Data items

_ _ _ _ _

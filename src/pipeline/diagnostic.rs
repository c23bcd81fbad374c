//! Pipeline diagnostic dump: writes intermediate artifacts to disk.
//!
//! Enables inspection of every stage of one run: detected structure, segmented
//! blocks, raw rule output, final merged records.
//!
//! **Activation**: disabled unless `debug_dump_dir` is set in the config (or
//! `SITREP_DUMP_DIR` in the environment).
//!
//! **Output structure**:
//! ```text
//! {dump_dir}/{run_id}/
//!   00-structure.json
//!   01-blocks.md
//!   02-rule-records.json
//!   03-final-records.json
//! ```
//!
//! Dump failures are logged and never fail the run.

use std::path::{Path, PathBuf};

use serde::Serialize;
use uuid::Uuid;

use super::segment::RecordBlock;

/// Files written for one run, in stage order.
#[derive(Debug, Clone, Copy, PartialEq, Eq)]
pub enum Artifact {
    Structure,
    Blocks,
    RuleRecords,
    FinalRecords,
}

impl Artifact {
    pub const ALL: [Artifact; 4] = [
        Artifact::Structure,
        Artifact::Blocks,
        Artifact::RuleRecords,
        Artifact::FinalRecords,
    ];

    pub fn file_name(self) -> &'static str {
        match self {
            Self::Structure => "00-structure.json",
            Self::Blocks => "01-blocks.md",
            Self::RuleRecords => "02-rule-records.json",
            Self::FinalRecords => "03-final-records.json",
        }
    }
}

/// Dump target for a single run: `{base}/{run_id}/`.
#[derive(Debug, Clone)]
pub struct RunDump {
    dir: PathBuf,
}

impl RunDump {
    /// `None` when no base directory is configured or the run directory
    /// cannot be created.
    pub fn open(base: Option<&Path>, run_id: &Uuid) -> Option<Self> {
        let dir = base?.join(run_id.to_string());
        if let Err(e) = std::fs::create_dir_all(&dir) {
            tracing::warn!(path = %dir.display(), error = %e, "Run dump disabled: cannot create directory");
            return None;
        }
        Some(Self { dir })
    }

    pub fn dir(&self) -> &Path {
        &self.dir
    }

    /// Pretty-printed JSON for a structure or record artifact.
    pub fn json<T: Serialize>(&self, artifact: Artifact, value: &T) {
        self.write(artifact, serde_json::to_string_pretty(value));
    }

    pub fn blocks(&self, blocks: &[RecordBlock]) {
        self.write(Artifact::Blocks, Ok(render_blocks(blocks)));
    }

    fn write(&self, artifact: Artifact, rendered: serde_json::Result<String>) {
        let file = artifact.file_name();
        let contents = match rendered {
            Ok(contents) => contents,
            Err(e) => {
                tracing::warn!(file, error = %e, "Run dump skipped: artifact not serializable");
                return;
            }
        };
        match std::fs::write(self.dir.join(file), contents.as_bytes()) {
            Ok(()) => tracing::debug!(file, bytes = contents.len(), "Run artifact dumped"),
            Err(e) => tracing::warn!(file, error = %e, "Run dump skipped: write failed"),
        }
    }
}

/// Blocks as Markdown sections separated by `---`.
pub fn render_blocks(blocks: &[RecordBlock]) -> String {
    blocks
        .iter()
        .map(|b| {
            let serial = b.serial.map_or_else(|| "-".to_string(), |s| s.to_string());
            let context = b.context.as_deref().unwrap_or("-");
            format!(
                "## Block {} (serial {serial}, context {context})\n\n{}\n",
                b.index,
                b.text()
            )
        })
        .collect::<Vec<_>>()
        .join("\n---\n\n")
}

// ──────────────────────────────────────────────
// Tests
// ──────────────────────────────────────────────

#[cfg(test)]
mod tests {
    use super::*;

    fn make_records() -> Vec<crate::models::ExtractedRecord> {
        let mut rec = crate::models::ExtractedRecord::new();
        rec.state = Some("Nagaland".into());
        rec.cadres_max = Some(4);
        vec![rec]
    }

    #[test]
    fn open_creates_run_directory() {
        let tmp = tempfile::tempdir().unwrap();
        let run_id = Uuid::new_v4();
        let dump = RunDump::open(Some(tmp.path()), &run_id).unwrap();

        assert!(dump.dir().exists());
        assert!(dump.dir().ends_with(run_id.to_string()));
    }

    #[test]
    fn open_is_disabled_without_base() {
        assert!(RunDump::open(None, &Uuid::new_v4()).is_none());
    }

    #[test]
    fn records_are_dumped_as_pretty_json() {
        let tmp = tempfile::tempdir().unwrap();
        let dump = RunDump::open(Some(tmp.path()), &Uuid::new_v4()).unwrap();

        dump.json(Artifact::RuleRecords, &make_records());

        let path = dump.dir().join(Artifact::RuleRecords.file_name());
        let content = std::fs::read_to_string(path).unwrap();
        assert!(content.contains("\"state\": \"Nagaland\""));
        assert!(content.contains("\"cadres_max\": 4"));
    }

    #[test]
    fn blocks_artifact_holds_rendered_markdown() {
        let tmp = tempfile::tempdir().unwrap();
        let dump = RunDump::open(Some(tmp.path()), &Uuid::new_v4()).unwrap();
        let blocks = vec![RecordBlock::text_block(Some(1), "1. First".into(), None)];

        dump.blocks(&blocks);

        let content = std::fs::read_to_string(dump.dir().join(Artifact::Blocks.file_name())).unwrap();
        assert_eq!(content, render_blocks(&blocks));
    }

    #[test]
    fn write_failures_do_not_panic() {
        let dump = RunDump {
            dir: PathBuf::from("/nonexistent/path/that/does/not/exist"),
        };
        dump.json(Artifact::Structure, &"data");
        dump.blocks(&[]);
    }

    #[test]
    fn file_names_follow_stage_order() {
        let names: Vec<&str> = Artifact::ALL.iter().map(|a| a.file_name()).collect();
        let mut sorted = names.clone();
        sorted.sort_unstable();
        assert_eq!(names, sorted);
    }

    #[test]
    fn blocks_render_with_separators() {
        let blocks = vec![
            RecordBlock::text_block(Some(1), "1. First".into(), Some("ULFA".into())),
            RecordBlock::text_block(Some(2), "2. Second".into(), None),
        ];
        let md = render_blocks(&blocks);
        assert!(md.contains("serial 1, context ULFA"));
        assert!(md.contains("\n---\n"));
        assert!(md.contains("2. Second"));
    }
}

_ _ _ _ _

ASSIGNED TASK: Each entry needs to be transcribed exactly.

SOLUTION TO THE EXERCISE:
filename src/pipeline/diagnostic.rs
repository c23bcd81fbad374c
//! Pipeline diagnostic dump: writes intermediate artifacts to disk.
//!
//! Enables inspection of every stage of one run: detected structure, segmented
//! blocks, raw rule output, final merged records.
//!
//! **Activation**: disabled unless `debug_dump_dir` is set in the config (or
//! `SITREP_DUMP_DIR` in the environment).
//!
//! **Output structure**:
//! ```text
//! {dump_dir}/{run_id}/
//!   00-structure.json
//!   01-blocks.md
//!   02-rule-records.json
//!   03-final-records.json
//! ```
//!
//! Dump failures are logged and never fail the run.

use std::path::{Path, PathBuf};

use serde::Serialize;
use uuid::Uuid;

use super::segment::RecordBlock;

/// Files written for one run, in stage order.
#[derive(Debug, Clone, Copy, PartialEq, Eq)]
pub enum Artifact {
    Structure,
    Blocks,
    RuleRecords,
    FinalRecords,
}

impl Artifact {
    pub const ALL: [Artifact; 4] = [
        Artifact::Structure,
        Artifact::Blocks,
        Artifact::RuleRecords,
        Artifact::FinalRecords,
    ];

    pub fn file_name(self) -> &'static str {
        match self {
            Self::Structure => "00-structure.json",
            Self::Blocks => "01-blocks.md",
            Self::RuleRecords => "02-rule-records.json",
            Self::FinalRecords => "03-final-records.json",
        }
    }
}

/// Dump target for a single run: `{base}/{run_id}/`.
#[derive(Debug, Clone)]
pub struct RunDump {
    dir: PathBuf,
}

impl RunDump {
    /// `None` when no base directory is configured or the run directory
    /// cannot be created.
    pub fn open(base: Option<&Path>, run_id: &Uuid) -> Option<Self> {
        let dir = base?.join(run_id.to_string());
        if let Err(e) = std::fs::create_dir_all(&dir) {
            tracing::warn!(path = %dir.display(), error = %e, "Run dump disabled: cannot create directory");
            return None;
        }
        Some(Self { dir })
    }

    pub fn dir(&self) -> &Path {
        &self.dir
    }

    /// Pretty-printed JSON for a structure or record artifact.
    pub fn json<T: Serialize>(&self, artifact: Artifact, value: &T) {
        self.write(artifact, serde_json::to_string_pretty(value));
    }

    pub fn blocks(&self, blocks: &[RecordBlock]) {
        self.write(Artifact::Blocks, Ok(render_blocks(blocks)));
    }

    fn write(&self, artifact: Artifact, rendered: serde_json::Result<String>) {
        let file = artifact.file_name();
        let contents = match rendered {
            Ok(contents) => contents,
            Err(e) => {
                tracing::warn!(file, error = %e, "Run dump skipped: artifact not serializable");
                return;
            }
        };
        match std::fs::write(self.dir.join(file), contents.as_bytes()) {
            Ok(()) => tracing::debug!(file, bytes = contents.len(), "Run artifact dumped"),
            Err(e) => tracing::warn!(file, error = %e, "Run dump skipped: write failed"),
        }
    }
}

/// Blocks as Markdown sections separated by `---`.
pub fn render_blocks(blocks: &[RecordBlock]) -> String {
    blocks
        .iter()
        .map(|b| {
            let serial = b.serial.map_or_else(|| "-".to_string(), |s| s.to_string());
            let context = b.context.as_deref().unwrap_or("-");
            format!(
                "## Block {} (serial {serial}, context {context})\n\n{}\n",
                b.index,
                b.text()
            )
        })
        .collect::<Vec<_>>()
        .join("\n---\n\n")
}

// ──────────────────────────────────────────────
// Tests
// ──────────────────────────────────────────────

#[cfg(test)]
mod tests {
    use super::*;

    fn make_records() -> Vec<crate::models::ExtractedRecord> {
        let mut rec = crate::models::ExtractedRecord::new();
        rec.state = Some("Nagaland".into());
        rec.cadres_max = Some(4);
        vec![rec]
    }

    #[test]
    fn open_creates_run_directory() {
        let tmp = tempfile::tempdir().unwrap();
        let run_id = Uuid::new_v4();
        let dump = RunDump::open(Some(tmp.path()), &run_id).unwrap();

        assert!(dump.dir().exists());
        assert!(dump.dir().ends_with(run_id.to_string()));
    }

    #[test]
    fn open_is_disabled_without_base() {
        assert!(RunDump::open(None, &Uuid::new_v4()).is_none());
    }

    #[test]
    fn records_are_dumped_as_pretty_json() {
        let tmp = tempfile::tempdir().unwrap();
        let dump = RunDump::open(Some(tmp.path()), &Uuid::new_v4()).unwrap();

        dump.json(Artifact::RuleRecords, &make_records());

        let path = dump.dir().join(Artifact::RuleRecords.file_name());
        let content = std::fs::read_to_string(path).unwrap();
        assert!(content.contains("\"state\": \"Nagaland\""));
        assert!(content.contains("\"cadres_max\": 4"));
    }

    #[test]
    fn blocks_artifact_holds_rendered_markdown() {
        let tmp = tempfile::tempdir().unwrap();
        let dump = RunDump::open(Some(tmp.path()), &Uuid::new_v4()).unwrap();
        let blocks = vec![RecordBlock::text_block(Some(1), "1. First".into(), None)];

        dump.blocks(&blocks);

        let content = std::fs::read_to_string(dump.dir().join(Artifact::Blocks.file_name())).unwrap();
        assert_eq!(content, render_blocks(&blocks));
    }

    #[test]
    fn write_failures_do_not_panic() {
        let dump = RunDump {
            dir: PathBuf::from("/nonexistent/path/that/does/not/exist"),
        };
        dump.json(Artifact::Structure, &"data");
        dump.blocks(&[]);
    }

    #[test]
    fn file_names_follow_stage_order() {
        let names: Vec<&str> = Artifact::ALL.iter().map(|a| a.file_name()).collect();
        let mut sorted = names.clone();
        sorted.sort_unstable();
        assert_eq!(names, sorted);
    }

    #[test]
    fn blocks_render_with_separators() {
        let blocks = vec![
            RecordBlock::text_block(Some(1), "1. First".into(), Some("ULFA".into())),
            RecordBlock::text_block(Some(2), "2. Second".into(), None),
        ];
        let md = render_blocks(&blocks);
        assert!(md.contains("serial 1, context ULFA"));
        assert!(md.contains("\n---\n"));
        assert!(md.contains("2. Second"));
    }
}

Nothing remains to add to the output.